Every lead and galvanized water service line in the Garden State needs to be replaced over the next several years.

Select towns are now in a better position to get that work done with plenty of time to spare.

Federal officials joined the New Jersey Department of Environmental Protection in New Brunswick on Monday to announce that 10 New Jersey communities have been picked to participate in an initiative that aims to accelerate the replacement of lead service lines.

Through the program from the Environmental Protection Agency, the chosen communities will be getting hands-on support with lead service line removals, including the creation of lead-line inventories, support with applications for Bipartisan Infrastructure Law funding, and increased outreach and education efforts.

"Addressing lead in drinking water is long overdue," said Radhika Fox, EPA administrator for water. "New Jersey's role in lead service line replacement serves as a model for the rest of the nation."

New Jersey utilities aren't fully aware of the number of lead-impacted lines that are underground.

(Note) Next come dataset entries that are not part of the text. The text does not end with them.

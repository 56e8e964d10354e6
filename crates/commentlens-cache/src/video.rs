//! Video id extraction from page URLs

use commentlens_core::{Error, Result};
use regex::Regex;

/// Pulls a video id out of a page URL.
///
/// Tried in order: a `/video/<id>` path segment (`BV…` or `av…`), a `bvid`
/// query parameter, then any `BV…` token in the URL.
#[derive(Debug, Clone)]
pub struct VideoIdExtractor {
    patterns: Vec<Regex>,
}

impl VideoIdExtractor {
    pub fn new() -> Result<Self> {
        let patterns = [r"(?i)/video/(BV\w+|av\d+)", r"(?i)[?&]bvid=(BV\w+)", r"(?i)(BV\w+)"]
            .iter()
            .map(|p| Regex::new(p).map_err(|e| Error::config(format!("invalid video id pattern {p}: {e}"))))
            .collect::<Result<Vec<_>>>()?;
        Ok(Self { patterns })
    }

    pub fn extract(&self, url: &str) -> Option<String> {
        self.patterns
            .iter()
            .find_map(|re| re.captures(url))
            .and_then(|caps| caps.get(1))
            .map(|m| m.as_str().to_string())
    }
}

#[cfg(test)]
mod tests {
    use super::*;

    #[test]
    fn test_extract_video_ids() {
        let extractor = VideoIdExtractor::new().unwrap();

        assert_eq!(
            extractor.extract("https://www.bilibili.com/video/BV1xx411c7mD/?spm_id_from=333").as_deref(),
            Some("BV1xx411c7mD")
        );
        assert_eq!(extractor.extract("https://www.bilibili.com/video/av170001").as_deref(), Some("av170001"));
        assert_eq!(
            extractor.extract("https://m.bilibili.com/play?bvid=BV1ab411c7mQ&p=2").as_deref(),
            Some("BV1ab411c7mQ")
        );
        assert_eq!(extractor.extract("https://example.com/watch/BV9zz").as_deref(), Some("BV9zz"));
        assert_eq!(extractor.extract("https://example.com/watch?v=abc"), None);
    }

    #[test]
    fn test_path_takes_precedence_over_query() {
        let extractor = VideoIdExtractor::new().unwrap();
        assert_eq!(
            extractor.extract("https://www.bilibili.com/video/BV1first?bvid=BV1second").as_deref(),
            Some("BV1first")
        );
    }
}
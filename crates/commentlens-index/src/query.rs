//! Read-side queries over a snapshot and its corpus

use crate::indexer::AnalysisSnapshot;
use commentlens_core::{CommentThread, Error, Result};
use regex::{Regex, RegexBuilder};
use serde::Serialize;
use std::collections::HashSet;

/// A word and its occurrence count
#[derive(Debug, Clone, PartialEq, Eq, Serialize)]
pub struct WordCount {
    pub word: String,
    pub count: usize,
}

/// Most frequent words with at least `min_freq` occurrences, skipping
/// `excluded`. Ties are broken alphabetically so output is stable.
pub fn top_words(
    snapshot: &AnalysisSnapshot,
    n: usize,
    min_freq: usize,
    excluded: &HashSet<String>,
) -> Vec<WordCount> {
    let mut words: Vec<WordCount> = snapshot
        .word_frequencies()
        .iter()
        .filter(|(word, count)| **count >= min_freq && !excluded.contains(*word))
        .map(|(word, count)| WordCount {
            word: word.clone(),
            count: *count,
        })
        .collect();

    words.sort_by(|a, b| b.count.cmp(&a.count).then_with(|| a.word.cmp(&b.word)));
    words.truncate(n);
    words
}

/// Keyword matcher for comment search
#[derive(Debug, Clone)]
pub enum KeywordMatcher {
    /// Case-insensitive substring
    Substring(String),
    /// Case-insensitive regular expression
    Pattern(Regex),
}

impl KeywordMatcher {
    /// Build a matcher; `None` for a blank keyword
    pub fn new(keyword: &str, use_regex: bool) -> Result<Option<Self>> {
        if keyword.is_empty() {
            return Ok(None);
        }

        if use_regex {
            let regex = RegexBuilder::new(keyword)
                .case_insensitive(true)
                .build()
                .map_err(|e| Error::config(format!("invalid search pattern: {e}")))?;
            Ok(Some(Self::Pattern(regex)))
        } else {
            Ok(Some(Self::Substring(keyword.to_lowercase())))
        }
    }

    pub fn is_match(&self, text: &str) -> bool {
        match self {
            Self::Substring(needle) => text.to_lowercase().contains(needle.as_str()),
            Self::Pattern(regex) => regex.is_match(text),
        }
    }

    fn matches_any(&self, text: &str, author: Option<&str>) -> bool {
        self.is_match(text) || author.is_some_and(|name| self.is_match(name))
    }
}

/// A thread matched by a keyword search
#[derive(Debug, Clone, PartialEq, Eq, Serialize)]
pub struct SearchHit {
    /// Thread index in the corpus
    pub thread: usize,

    /// Whether the top-level comment itself matched
    pub comment_matched: bool,

    /// Indices of matching replies
    pub matched_replies: Vec<usize>,
}

/// Threads whose top-level comment or any reply matches by text or author
pub fn search(corpus: &[CommentThread], matcher: &KeywordMatcher) -> Vec<SearchHit> {
    corpus
        .iter()
        .enumerate()
        .filter_map(|(thread_idx, thread)| {
            let comment_matched = matcher.matches_any(&thread.text, thread.uname.as_deref());
            let matched_replies: Vec<usize> = thread
                .replies
                .iter()
                .enumerate()
                .filter(|(_, reply)| matcher.matches_any(&reply.text, reply.uname.as_deref()))
                .map(|(idx, _)| idx)
                .collect();

            (comment_matched || !matched_replies.is_empty()).then_some(SearchHit {
                thread: thread_idx,
                comment_matched,
                matched_replies,
            })
        })
        .collect()
}

#[cfg(test)]
mod tests {
    use super::*;
    use crate::indexer::CorpusIndexer;
    use crate::stopwords::{Stopwords, TokenFilter};
    use commentlens_core::SegmenterTokenizer;
    use std::sync::Arc;

    fn snapshot() -> AnalysisSnapshot {
        let filter = TokenFilter::new(Stopwords::from_words(Vec::<String>::new())).unwrap();
        let indexer = CorpusIndexer::new(Arc::new(SegmenterTokenizer::new()), Arc::new(filter));
        indexer.build(&[
            CommentThread::new("1", "alpha beta beta gamma"),
            CommentThread::new("2", "beta gamma delta").with_reply("21", "alpha gamma"),
        ])
    }

    #[test]
    fn test_top_words_ranking() {
        let words = top_words(&snapshot(), 10, 2, &HashSet::new());
        let ranked: Vec<_> = words.iter().map(|w| (w.word.as_str(), w.count)).collect();

        assert_eq!(ranked, vec![("beta", 3), ("gamma", 3), ("alpha", 2)]);
    }

    #[test]
    fn test_top_words_exclusion_and_limit() {
        let excluded = HashSet::from(["beta".to_string()]);
        let words = top_words(&snapshot(), 1, 1, &excluded);

        assert_eq!(words.len(), 1);
        assert_eq!(words[0].word, "gamma");
    }

    #[test]
    fn test_search_matches_replies_and_authors() {
        let corpus = vec![
            CommentThread::new("1", "First Post").with_author("Alice"),
            CommentThread::new("2", "nothing here").with_reply("21", "a FIRST reply"),
            CommentThread::new("3", "unrelated"),
        ];

        let matcher = KeywordMatcher::new("first", false).unwrap().unwrap();
        let hits = search(&corpus, &matcher);
        assert_eq!(hits.len(), 2);
        assert!(hits[0].comment_matched);
        assert_eq!(hits[1].thread, 1);
        assert!(!hits[1].comment_matched);
        assert_eq!(hits[1].matched_replies, vec![0]);

        let by_author = KeywordMatcher::new("^ali", true).unwrap().unwrap();
        assert_eq!(search(&corpus, &by_author)[0].thread, 0);
    }

    #[test]
    fn test_matcher_edge_cases() {
        assert!(KeywordMatcher::new("", false).unwrap().is_none());
        assert!(KeywordMatcher::new("(unclosed", true).is_err());
    }
}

For routine households, a portion of the line is owned by the customer and the part closer to the street is owned by the utility.

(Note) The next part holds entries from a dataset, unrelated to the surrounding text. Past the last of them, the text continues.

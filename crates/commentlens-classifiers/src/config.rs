//! Configuration for the scorers, the batch classifier and summaries

use crate::batch::BatchConfig;
use crate::lexicon::LexiconConfig;
use crate::summary::SummaryConfig;
use commentlens_core::{Error, Result};
use serde::{Deserialize, Serialize};

/// Configuration for all classifiers
#[derive(Debug, Clone, Default, Serialize, Deserialize)]
pub struct ClassifierConfig {
    /// Lexicon override files
    #[serde(default)]
    pub lexicon: LexiconConfig,

    /// Remote batch classification
    #[serde(default)]
    pub classifier: BatchConfig,

    /// Comment-section summary
    #[serde(default)]
    pub summary: SummaryConfig,
}

impl ClassifierConfig {
    /// Load configuration from YAML string
    pub fn from_yaml(yaml: &str) -> Result<Self> {
        let config: Self =
            serde_yaml::from_str(yaml).map_err(|e| Error::config(format!("invalid classifier config: {e}")))?;
        config.validate()?;
        Ok(config)
    }

    /// Load configuration from file
    pub fn from_file(path: impl AsRef<std::path::Path>) -> Result<Self> {
        let path = path.as_ref();
        let content = std::fs::read_to_string(path)
            .map_err(|e| Error::config(format!("cannot read {}: {e}", path.display())))?;
        Self::from_yaml(&content)
    }

    pub fn validate(&self) -> Result<()> {
        self.classifier.validate()?;
        if !(0.0..=1.0).contains(&self.summary.liked_share) {
            return Err(Error::config("summary.liked_share must be between 0 and 1"));
        }
        if self.summary.timeout_ms == 0 {
            return Err(Error::config("summary.timeout_ms must be positive"));
        }
        Ok(())
    }
}
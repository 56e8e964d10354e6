//! Key/value text stores
//!
//! Both backends enforce an optional byte quota and refuse a write that
//! would exceed it with [`Error::QuotaExceeded`], leaving the previous
//! value in place. A write either lands completely or not at all.

use commentlens_core::{Error, Result};
use parking_lot::Mutex;
use serde::{Deserialize, Serialize};
use sha2::{Digest, Sha256};
use std::collections::BTreeMap;
use std::fs;
use std::io::ErrorKind;
use std::path::{Path, PathBuf};
use tracing::{debug, warn};

/// A size-bounded key/value text store
pub trait KvStore: Send + Sync {
    fn get(&self, key: &str) -> Result<Option<String>>;

    fn set(&self, key: &str, value: &str) -> Result<()>;

    /// Remove a key; removing a missing key is not an error
    fn remove(&self, key: &str) -> Result<()>;

    fn keys(&self) -> Result<Vec<String>>;
}

/// In-memory store. Usage counts key and value bytes.
#[derive(Debug, Default)]
pub struct MemoryStore {
    quota: Option<usize>,
    entries: Mutex<BTreeMap<String, String>>,
}

impl MemoryStore {
    pub fn new() -> Self {
        Self::default()
    }

    pub fn with_quota(quota: usize) -> Self {
        Self {
            quota: Some(quota),
            entries: Mutex::new(BTreeMap::new()),
        }
    }

    /// Bytes currently used
    pub fn usage(&self) -> usize {
        self.entries.lock().iter().map(|(k, v)| k.len() + v.len()).sum()
    }
}

impl KvStore for MemoryStore {
    fn get(&self, key: &str) -> Result<Option<String>> {
        Ok(self.entries.lock().get(key).cloned())
    }

    fn set(&self, key: &str, value: &str) -> Result<()> {
        let mut entries = self.entries.lock();

        if let Some(quota) = self.quota {
            let used: usize = entries
                .iter()
                .filter(|(k, _)| k.as_str() != key)
                .map(|(k, v)| k.len() + v.len())
                .sum();
            let needed = key.len() + value.len();
            if used + needed > quota {
                return Err(Error::quota(format!(
                    "writing {key} needs {needed} bytes, {} of {quota} available",
                    quota.saturating_sub(used)
                )));
            }
        }

        entries.insert(key.to_string(), value.to_string());
        Ok(())
    }

    fn remove(&self, key: &str) -> Result<()> {
        self.entries.lock().remove(key);
        Ok(())
    }

    fn keys(&self) -> Result<Vec<String>> {
        Ok(self.entries.lock().keys().cloned().collect())
    }
}

/// On-disk record; the key is kept so it can be listed back
#[derive(Serialize, Deserialize)]
struct StoredValue {
    key: String,
    value: String,
}

/// Directory-backed store, one file per key. File names are the SHA-256 of
/// the key. Writes go to a temporary file that is renamed into place.
#[derive(Debug, Clone)]
pub struct FileStore {
    dir: PathBuf,
    quota: Option<u64>,
}

const FILE_EXT: &str = "json";
const TMP_EXT: &str = "tmp";

impl FileStore {
    /// Open (creating if needed) a store rooted at `dir`
    pub fn open(dir: impl Into<PathBuf>, quota: Option<u64>) -> Result<Self> {
        let dir = dir.into();
        fs::create_dir_all(&dir)
            .map_err(|e| Error::storage(format!("cannot create store directory {}: {e}", dir.display())))?;
        debug!("Opened file store at {:?}", dir);
        Ok(Self { dir, quota })
    }

    pub fn dir(&self) -> &Path {
        &self.dir
    }

    fn path_for(&self, key: &str) -> PathBuf {
        let digest = Sha256::digest(key.as_bytes());
        self.dir.join(format!("{digest:x}.{FILE_EXT}"))
    }

    fn stored_files(&self) -> Result<Vec<PathBuf>> {
        let entries = fs::read_dir(&self.dir)
            .map_err(|e| Error::storage(format!("cannot list {}: {e}", self.dir.display())))?;

        let mut files = Vec::new();
        for entry in entries {
            let path = entry?.path();
            if path.extension().is_some_and(|ext| ext == FILE_EXT) {
                files.push(path);
            }
        }
        Ok(files)
    }

    /// Bytes currently used by stored files
    pub fn usage(&self) -> Result<u64> {
        let mut total = 0;
        for path in self.stored_files()? {
            total += fs::metadata(&path).map(|m| m.len()).unwrap_or(0);
        }
        Ok(total)
    }
}

impl KvStore for FileStore {
    fn get(&self, key: &str) -> Result<Option<String>> {
        let raw = match fs::read_to_string(self.path_for(key)) {
            Ok(raw) => raw,
            Err(e) if e.kind() == ErrorKind::NotFound => return Ok(None),
            Err(e) => return Err(Error::storage(format!("cannot read {key}: {e}"))),
        };

        let stored: StoredValue = serde_json::from_str(&raw)?;
        if stored.key != key {
            return Err(Error::storage(format!("hash collision for {key}")));
        }
        Ok(Some(stored.value))
    }

    fn set(&self, key: &str, value: &str) -> Result<()> {
        let path = self.path_for(key);
        let encoded = serde_json::to_string(&StoredValue {
            key: key.to_string(),
            value: value.to_string(),
        })?;

        if let Some(quota) = self.quota {
            let existing = fs::metadata(&path).map(|m| m.len()).unwrap_or(0);
            let used = self.usage()?.saturating_sub(existing);
            let needed = encoded.len() as u64;
            if used + needed > quota {
                return Err(Error::quota(format!(
                    "writing {key} needs {needed} bytes, {} of {quota} available",
                    quota.saturating_sub(used)
                )));
            }
        }

        let tmp = path.with_extension(TMP_EXT);
        fs::write(&tmp, encoded.as_bytes()).map_err(|e| Error::storage(format!("cannot write {key}: {e}")))?;
        if let Err(e) = fs::rename(&tmp, &path) {
            let _ = fs::remove_file(&tmp);
            return Err(Error::storage(format!("cannot replace {key}: {e}")));
        }
        Ok(())
    }

    fn remove(&self, key: &str) -> Result<()> {
        match fs::remove_file(self.path_for(key)) {
            Ok(()) => Ok(()),
            Err(e) if e.kind() == ErrorKind::NotFound => Ok(()),
            Err(e) => Err(Error::storage(format!("cannot remove {key}: {e}"))),
        }
    }

    fn keys(&self) -> Result<Vec<String>> {
        let mut keys = Vec::new();
        for path in self.stored_files()? {
            let parsed = fs::read_to_string(&path)
                .ok()
                .and_then(|raw| serde_json::from_str::<StoredValue>(&raw).ok());
            match parsed {
                Some(stored) => keys.push(stored.key),
                None => warn!("Skipping unreadable store file {:?}", path),
            }
        }
        keys.sort();
        Ok(keys)
    }
}

#[cfg(test)]
mod tests {
    use super::*;

    #[test]
    fn test_memory_store_quota() {
        let store = MemoryStore::with_quota(10);

        store.set("a", "1234").unwrap();
        // replacing a value only counts the new size
        store.set("a", "123456789").unwrap();
        assert!(store.set("b", "1").unwrap_err().is_quota());
        assert_eq!(store.get("a").unwrap().as_deref(), Some("123456789"));
        assert_eq!(store.get("b").unwrap(), None);

        store.remove("a").unwrap();
        store.set("b", "1").unwrap();
        assert_eq!(store.keys().unwrap(), vec!["b".to_string()]);
        assert_eq!(store.usage(), 2);
    }

    #[test]
    fn test_file_store_roundtrip() {
        let dir = tempfile::tempdir().unwrap();
        let store = FileStore::open(dir.path(), None).unwrap();

        store.set("commentlens:video:BV1", "{\"x\":1}").unwrap();
        store.set("commentlens:index", "[]").unwrap();
        assert_eq!(store.get("commentlens:video:BV1").unwrap().as_deref(), Some("{\"x\":1}"));
        assert_eq!(store.get("missing").unwrap(), None);
        assert_eq!(
            store.keys().unwrap(),
            vec!["commentlens:index".to_string(), "commentlens:video:BV1".to_string()]
        );

        store.remove("commentlens:index").unwrap();
        store.remove("commentlens:index").unwrap();
        assert_eq!(store.keys().unwrap().len(), 1);

        // reopening sees the same data
        let reopened = FileStore::open(dir.path(), None).unwrap();
        assert!(reopened.get("commentlens:video:BV1").unwrap().is_some());
    }

    #[test]
    fn test_file_store_quota() {
        let dir = tempfile::tempdir().unwrap();
        let store = FileStore::open(dir.path(), Some(120)).unwrap();

        store.set("first", &"x".repeat(50)).unwrap();
        let err = store.set("second", &"y".repeat(50)).unwrap_err();
        assert!(err.is_quota());
        assert_eq!(store.get("second").unwrap(), None);
        assert!(store.usage().unwrap() <= 120);
    }
}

A law signed by Gov. Phil Murphy in 2021 requires that water providers replace lead and galvanized service lines — both utility-owned and customer-owned — within 10 years.

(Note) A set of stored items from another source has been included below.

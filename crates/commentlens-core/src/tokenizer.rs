//! Tokenizer adapter
//!
//! A single `cut` contract over two interchangeable backends:
//! - [`JiebaTokenizer`]: dictionary-based Chinese segmentation (primary)
//! - [`SegmenterTokenizer`]: ICU dictionary word segmentation (fallback)
//!
//! The backend is chosen once at startup by [`select_tokenizer`].

use crate::error::{Error, Result};
use serde::{Deserialize, Serialize};
use std::io::BufRead;
use std::path::PathBuf;
use std::sync::Arc;
use icu_segmenter::WordSegmenter;
use tracing::{info, warn};

/// Splits text into word-like units
pub trait Tokenizer: Send + Sync {
    /// Cut text into tokens borrowed from the input
    fn cut<'a>(&self, text: &'a str) -> Vec<&'a str>;

    /// Backend name
    fn name(&self) -> &str;
}

/// Which backend to use
#[derive(Debug, Clone, Copy, PartialEq, Eq, Serialize, Deserialize, Default)]
#[serde(rename_all = "lowercase")]
pub enum TokenizerKind {
    /// Primary backend when compiled in, fallback otherwise
    #[default]
    Auto,
    Jieba,
    Segmenter,
}

/// Tokenizer configuration
#[derive(Debug, Clone, Serialize, Deserialize, Default)]
pub struct TokenizerConfig {
    #[serde(default)]
    pub kind: TokenizerKind,

    /// User dictionary for the primary backend (`word [freq [tag]]` per line)
    #[serde(default)]
    pub custom_dict: Option<PathBuf>,
}

/// Dictionary-based segmenter
#[cfg(feature = "jieba")]
pub struct JiebaTokenizer {
    inner: jieba_rs::Jieba,
}

#[cfg(feature = "jieba")]
impl JiebaTokenizer {
    /// Create with the bundled dictionary
    pub fn new() -> Self {
        Self {
            inner: jieba_rs::Jieba::new(),
        }
    }

    /// Add custom words from a reader, one `word [freq [tag]]` entry per line.
    /// Returns the number of words added.
    pub fn load_custom_dict<R: BufRead>(&mut self, reader: R) -> Result<usize> {
        let mut count = 0;
        for line in reader.lines() {
            let line = line?;
            let mut parts = line.split_whitespace();
            let Some(word) = parts.next() else {
                continue;
            };
            let freq = parts.next().and_then(|f| f.parse::<usize>().ok());
            let tag = parts.next();
            self.inner.add_word(word, freq, tag);
            count += 1;
        }
        Ok(count)
    }

    /// Add a single custom word
    pub fn add_word(&mut self, word: &str, freq: Option<usize>, tag: Option<&str>) {
        self.inner.add_word(word, freq, tag);
    }
}

#[cfg(feature = "jieba")]
impl Default for JiebaTokenizer {
    fn default() -> Self {
        Self::new()
    }
}

#[cfg(feature = "jieba")]
impl Tokenizer for JiebaTokenizer {
    fn cut<'a>(&self, text: &'a str) -> Vec<&'a str> {
        self.inner.cut(text, true)
    }

    fn name(&self) -> &str {
        "jieba"
    }
}

/// ICU word segmenter. Chinese and Japanese runs are split against the
/// bundled ICU dictionary; only word-like segments are kept, so whitespace
/// and punctuation never appear as tokens.
pub struct SegmenterTokenizer {
    inner: WordSegmenter,
}

impl SegmenterTokenizer {
    pub fn new() -> Self {
        Self {
            inner: WordSegmenter::new_dictionary(),
        }
    }
}

impl Default for SegmenterTokenizer {
    fn default() -> Self {
        Self::new()
    }
}

impl Tokenizer for SegmenterTokenizer {
    fn cut<'a>(&self, text: &'a str) -> Vec<&'a str> {
        let mut breaks = self.inner.segment_str(text);
        let mut tokens = Vec::new();
        let mut start = 0;
        while let Some(end) = breaks.next() {
            if end > start && breaks.is_word_like() {
                tokens.push(&text[start..end]);
            }
            start = end;
        }
        tokens
    }

    fn name(&self) -> &str {
        "segmenter"
    }
}

/// Pick the tokenizer backend once. Failures of the primary backend are
/// logged and recovered by falling back to the segmenter.
pub fn select_tokenizer(config: &TokenizerConfig) -> Arc<dyn Tokenizer> {
    let selected = match config.kind {
        TokenizerKind::Segmenter => Ok(Arc::new(SegmenterTokenizer::new()) as Arc<dyn Tokenizer>),
        TokenizerKind::Auto | TokenizerKind::Jieba => primary_tokenizer(config),
    };

    match selected {
        Ok(tokenizer) => {
            info!("Using {} tokenizer", tokenizer.name());
            tokenizer
        }
        Err(e) => {
            warn!("Primary tokenizer unavailable, falling back to segmenter: {}", e);
            Arc::new(SegmenterTokenizer::new())
        }
    }
}

#[cfg(feature = "jieba")]
fn primary_tokenizer(config: &TokenizerConfig) -> Result<Arc<dyn Tokenizer>> {
    let mut tokenizer = JiebaTokenizer::new();

    if let Some(path) = &config.custom_dict {
        let file = std::fs::File::open(path).map_err(|e| {
            Error::tokenizer(format!("cannot open custom dictionary {}: {e}", path.display()))
        })?;
        let added = tokenizer.load_custom_dict(std::io::BufReader::new(file))?;
        info!("Loaded {} custom dictionary words from {:?}", added, path);
    }

    Ok(Arc::new(tokenizer))
}

#[cfg(not(feature = "jieba"))]
fn primary_tokenizer(_config: &TokenizerConfig) -> Result<Arc<dyn Tokenizer>> {
    Err(Error::tokenizer("jieba backend not compiled in"))
}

The Biden Administration wants to see the same done across the nation by 2023.

The 10 communities participating in the federal program are:

⚫ Blackwood

⚫ Clementon

⚫ East Newark

⚫ Harrison

⚫ Keansburg

⚫ Keyport

⚫ New Brunswick

⚫ Ventnor

⚫ Camden

⚫ Trenton

"Lead exposure endangers the health of our families and children, especially in older urban communities like New Brunswick, said Jaymie Sanitago," president and CEO of New Brunswick Tomorrow. "The Lead Service Line Replacement Accelerators program is a tremendous opportunity to remove this public health scourge from our water infrastructure once and for all."